Berita

Hifdzil Alim/RMOL

Publika

Sengkarut Sawit Rakyat

KAMIS, 23 JULI 2020 | 22:44 WIB

SAWIT adalah primadona bagi devisa negara di sektor perkebunan. Produksi sawit mencapai 44,05 juta ton pada 2019 serta menghasilkan nilai ekspor hingga 19 miliar dolar Amerika Serikat.

Tak hanya itu, sawit memiliki posisi krusial dalam kebijakan subsidi biodiesel (B30). Pemerintah menuangkan kebijakan tersebut dalam berbagai regulasi dan keputusan.

Peraturan Menteri ESDM 32/2008 tentang Penyediaan, Pemanfaatan, dan Tata Niaga BBN sebagai Bahan Bakar Lain sebagaimana telah diubah terakhir kali dengan Peraturan Menteri ESDM 12/2015, Peraturan Menteri (Permen) ESDM 41/2018, dan Keputusan Menteri (Kepmen) ESDM Nomor 227 K/10/MEM/2019.


Di sisi yang lain, sawit masih menyimpan banyak persoalan. Khususnya sawit dalam kawasan hutan di mana sawit rakyat masuk di dalamnya. Auriga (2019) mengatakan, luas perkebunan sawit yang berada di dalam kawasan hutan adalah 3,4 juta hektar.

Dari angka itu, 115 ribu hektar ada di dalam kawasan suaka alam, hutan lindung (174 ribu hektar), hutan produksi terbatas (454 ribu hektar), hutan produksi (1,4 juta hektar), dan hutan produksi konservasi (1,2 juta hektar).
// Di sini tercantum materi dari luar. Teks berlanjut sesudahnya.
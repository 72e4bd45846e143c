pub mod chat;
pub mod config;
mod document;
pub mod quiz;
pub mod rewrite;
pub mod summarize;
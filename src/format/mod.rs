//! Light markdown used by model answers.
//!
//! Text is parsed once into a [`Document`] of line blocks made of styled
//! [`Run`]s, and every output (HTML, terminal, plain text, `.docx`, `.pdf`)
//! is rendered from that tree.
//!
//! Supported subset:
//! - `# `, `## `, `### ` headings and `- ` list items at the start of a line
//! - `***bold italic***`, `**bold**`, `*italic*` inline
//!
//! A closing delimiter must be a run of exactly as many asterisks as the
//! opening one, so a lone `*` never closes inside `**`. Emphasis nests one
//! level (italic inside bold or bold inside italic both give bold-italic);
//! deeper nesting is kept as literal text. Unmatched asterisks are literal.

mod render;

pub use render::{ExportBlock, export_blocks, to_html, to_plain, to_terminal};

#[derive(Debug, Clone, Copy, PartialEq, Eq)]
pub enum Emphasis {
    Plain,
    Bold,
    Italic,
    BoldItalic,
}

impl Emphasis {
    pub fn is_bold(self) -> bool {
        matches!(self, Emphasis::Bold | Emphasis::BoldItalic)
    }

    pub fn is_italic(self) -> bool {
        matches!(self, Emphasis::Italic | Emphasis::BoldItalic)
    }

    fn combine(self, other: Emphasis) -> Emphasis {
        match (self.is_bold() || other.is_bold(), self.is_italic() || other.is_italic()) {
            (true, true) => Emphasis::BoldItalic,
            (true, false) => Emphasis::Bold,
            (false, true) => Emphasis::Italic,
            (false, false) => Emphasis::Plain,
        }
    }
}

#[derive(Debug, Clone, PartialEq, Eq)]
pub struct Run {
    pub text: String,
    pub emphasis: Emphasis,
}

impl Run {
    pub fn new(text: impl Into<String>, emphasis: Emphasis) -> Self {
        Self {
            text: text.into(),
            emphasis,
        }
    }

    pub fn plain(text: impl Into<String>) -> Self {
        Self::new(text, Emphasis::Plain)
    }
}

#[derive(Debug, Clone, PartialEq, Eq)]
pub enum Block {
    Heading { level: u8, runs: Vec<Run> },
    ListItem(Vec<Run>),
    Paragraph(Vec<Run>),
    Blank,
}

#[derive(Debug, Clone, Default, PartialEq, Eq)]
pub struct Document {
    pub blocks: Vec<Block>,
}

/// One block per input line.
pub fn parse(text: &str) -> Document {
    let blocks = text
        .split('\n')
        .map(|line| parse_line(line.strip_suffix('\r').unwrap_or(line)))
        .collect();
    Document { blocks }
}

fn parse_line(line: &str) -> Block {
    if line.trim().is_empty() {
        return Block::Blank;
    }
    for (prefix, level) in [("### ", 3u8), ("## ", 2), ("# ", 1)] {
        if let Some(rest) = line.strip_prefix(prefix) {
            return Block::Heading {
                level,
                runs: parse_inline(rest),
            };
        }
    }
    if let Some(rest) = line.strip_prefix("- ") {
        return Block::ListItem(parse_inline(rest));
    }
    Block::Paragraph(parse_inline(line))
}

/// Inline emphasis for a single line.
pub fn parse_inline(text: &str) -> Vec<Run> {
    let chars: Vec<char> = text.chars().collect();
    let mut runs = Vec::new();
    scan(&chars, Emphasis::Plain, &mut runs);
    merge_runs(runs)
}

fn scan(chars: &[char], base: Emphasis, runs: &mut Vec<Run>) {
    let mut literal = String::new();
    let mut i = 0;

    while i < chars.len() {
        if chars[i] != '*' {
            literal.push(chars[i]);
            i += 1;
            continue;
        }

        let width = delimiter_width(chars, i);
        let kind = match width {
            1 => Some(Emphasis::Italic),
            2 => Some(Emphasis::Bold),
            3 => Some(Emphasis::BoldItalic),
            _ => None,
        };
        let close = kind.and_then(|_| find_closing(chars, i + width, width));

        match (kind, close) {
            (Some(kind), Some(close)) => {
                push_run(runs, &mut literal, base);
                let inner = &chars[i + width..close];
                let style = base.combine(kind);
                if base == Emphasis::Plain && kind != Emphasis::BoldItalic {
                    scan(inner, style, runs);
                } else {
                    runs.push(Run::new(inner.iter().collect::<String>(), style));
                }
                i = close + width;
            }
            _ => {
                literal.extend(std::iter::repeat_n('*', width));
                i += width;
            }
        }
    }
    push_run(runs, &mut literal, base);
}

fn delimiter_width(chars: &[char], start: usize) -> usize {
    chars[start..].iter().take_while(|c| **c == '*').count()
}

fn find_closing(chars: &[char], from: usize, width: usize) -> Option<usize> {
    let mut j = from;
    while j < chars.len() {
        if chars[j] == '*' {
            let run = delimiter_width(chars, j);
            if run == width {
                return Some(j);
            }
            j += run;
        } else {
            j += 1;
        }
    }
    None
}

fn push_run(runs: &mut Vec<Run>, literal: &mut String, emphasis: Emphasis) {
    if !literal.is_empty() {
        runs.push(Run::new(std::mem::take(literal), emphasis));
    }
}

fn merge_runs(runs: Vec<Run>) -> Vec<Run> {
    let mut merged: Vec<Run> = Vec::with_capacity(runs.len());
    for run in runs.into_iter().filter(|r| !r.text.is_empty()) {
        match merged.last_mut() {
            Some(last) if last.emphasis == run.emphasis => last.text.push_str(&run.text),
            _ => merged.push(run),
        }
    }
    merged
}

#[cfg(test)]
mod tests {
    use super::*;

    fn bold(text: &str) -> Run {
        Run::new(text, Emphasis::Bold)
    }

    fn italic(text: &str) -> Run {
        Run::new(text, Emphasis::Italic)
    }

    #[test]
    fn bold_and_italic_runs() {
        assert_eq!(
            parse_inline("**Hello** *world*"),
            vec![bold("Hello"), Run::plain(" "), italic("world")]
        );
    }

    #[test]
    fn triple_asterisks_are_bold_italic() {
        assert_eq!(
            parse_inline("a ***b*** c"),
            vec![
                Run::plain("a "),
                Run::new("b", Emphasis::BoldItalic),
                Run::plain(" c")
            ]
        );
    }

    #[test]
    fn lone_asterisk_never_closes_inside_bold() {
        assert_eq!(
            parse_inline("**a *b* c**"),
            vec![bold("a "), Run::new("b", Emphasis::BoldItalic), bold(" c")]
        );
        assert_eq!(
            parse_inline("*x **y** z*"),
            vec![italic("x "), Run::new("y", Emphasis::BoldItalic), italic(" z")]
        );
    }

    #[test]
    fn unmatched_delimiters_stay_literal() {
        assert_eq!(parse_inline("5 * 3"), vec![Run::plain("5 * 3")]);
        assert_eq!(parse_inline("**open"), vec![Run::plain("**open")]);
        assert_eq!(parse_inline("****"), vec![Run::plain("****")]);
        assert_eq!(parse_inline("*a **b*"), vec![italic("a **b")]);
    }

    #[test]
    fn line_blocks() {
        let doc = parse("# Title\n## Sub\n### Small\n#### not a heading\n- item\n\nbody");
        assert_eq!(
            doc.blocks,
            vec![
                Block::Heading { level: 1, runs: vec![Run::plain("Title")] },
                Block::Heading { level: 2, runs: vec![Run::plain("Sub")] },
                Block::Heading { level: 3, runs: vec![Run::plain("Small")] },
                Block::Paragraph(vec![Run::plain("#### not a heading")]),
                Block::ListItem(vec![Run::plain("item")]),
                Block::Blank,
                Block::Paragraph(vec![Run::plain("body")]),
            ]
        );
    }

    #[test]
    fn headings_keep_inline_emphasis() {
        let doc = parse("## The **cell** cycle\r");
        assert_eq!(
            doc.blocks,
            vec![Block::Heading {
                level: 2,
                runs: vec![Run::plain("The "), bold("cell"), Run::plain(" cycle")]
            }]
        );
    }

    #[test]
    fn markers_need_a_space() {
        let doc = parse("#hashtag\n-5 degrees");
        assert!(matches!(doc.blocks[0], Block::Paragraph(_)));
        assert!(matches!(doc.blocks[1], Block::Paragraph(_)));
    }
}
Data lain disajikan oleh Fakultas Kehutanan UGM (2018). Total luas lahan sawit di kawasan hutan mencapai 2,8 juta hektar. Prosentasenya 35 persen dikuasai masyarakat. Sisanya milik perusahaan.

Data berbeda dikeluarkan oleh Direktorat Jenderal Perkebunan (2017) yang menyebutkan, 2,5 juta hektar lahan sawit terindikasi masuk dalam kawasan hutan. Rinciannya, 800 ribu hektar kebun dikuasai oleh perusahaan dan 1,7 juta hektar dikuasai oleh masyarakat. Berbagai data itu menunjukkan satu hal: ada sawit dalam kawasan hutan.

Persoalan Sawit

Keberadaan sawit rakyat dalam kawasan hutan menghadirkan berbagai persoalan dengan sebab-sebab yang beragam. Misalnya, tumpang tindih perizinan dan batas hutan dengan kawasan disekitarnya yang belum jelas.

Akibatnya, terjadi konflik lahan yang bersifat laten dan terus-menerus muncul di permukaan.

Konsorsium Pembaruan Agraria (2019) mencatat, setidaknya ada 144 kasus konflik agraria dari 410 kasus yang terjadi di sektor perkebunan. Dari angka tersebut, 83 kasus atau 60 persen melibatkan perkebunan kelapa sawit.

Misalnya, konflik yang terjadi di Kabupaten Kubu Raya, Kalimantan Barat, yang terjadi antara warga yang tergabung dalam Koperasi Sawit Mandiri Perkasa dengan PT Rajawali Jaya Perkasa terkait dengan lahan sawit seluas 105 hektar.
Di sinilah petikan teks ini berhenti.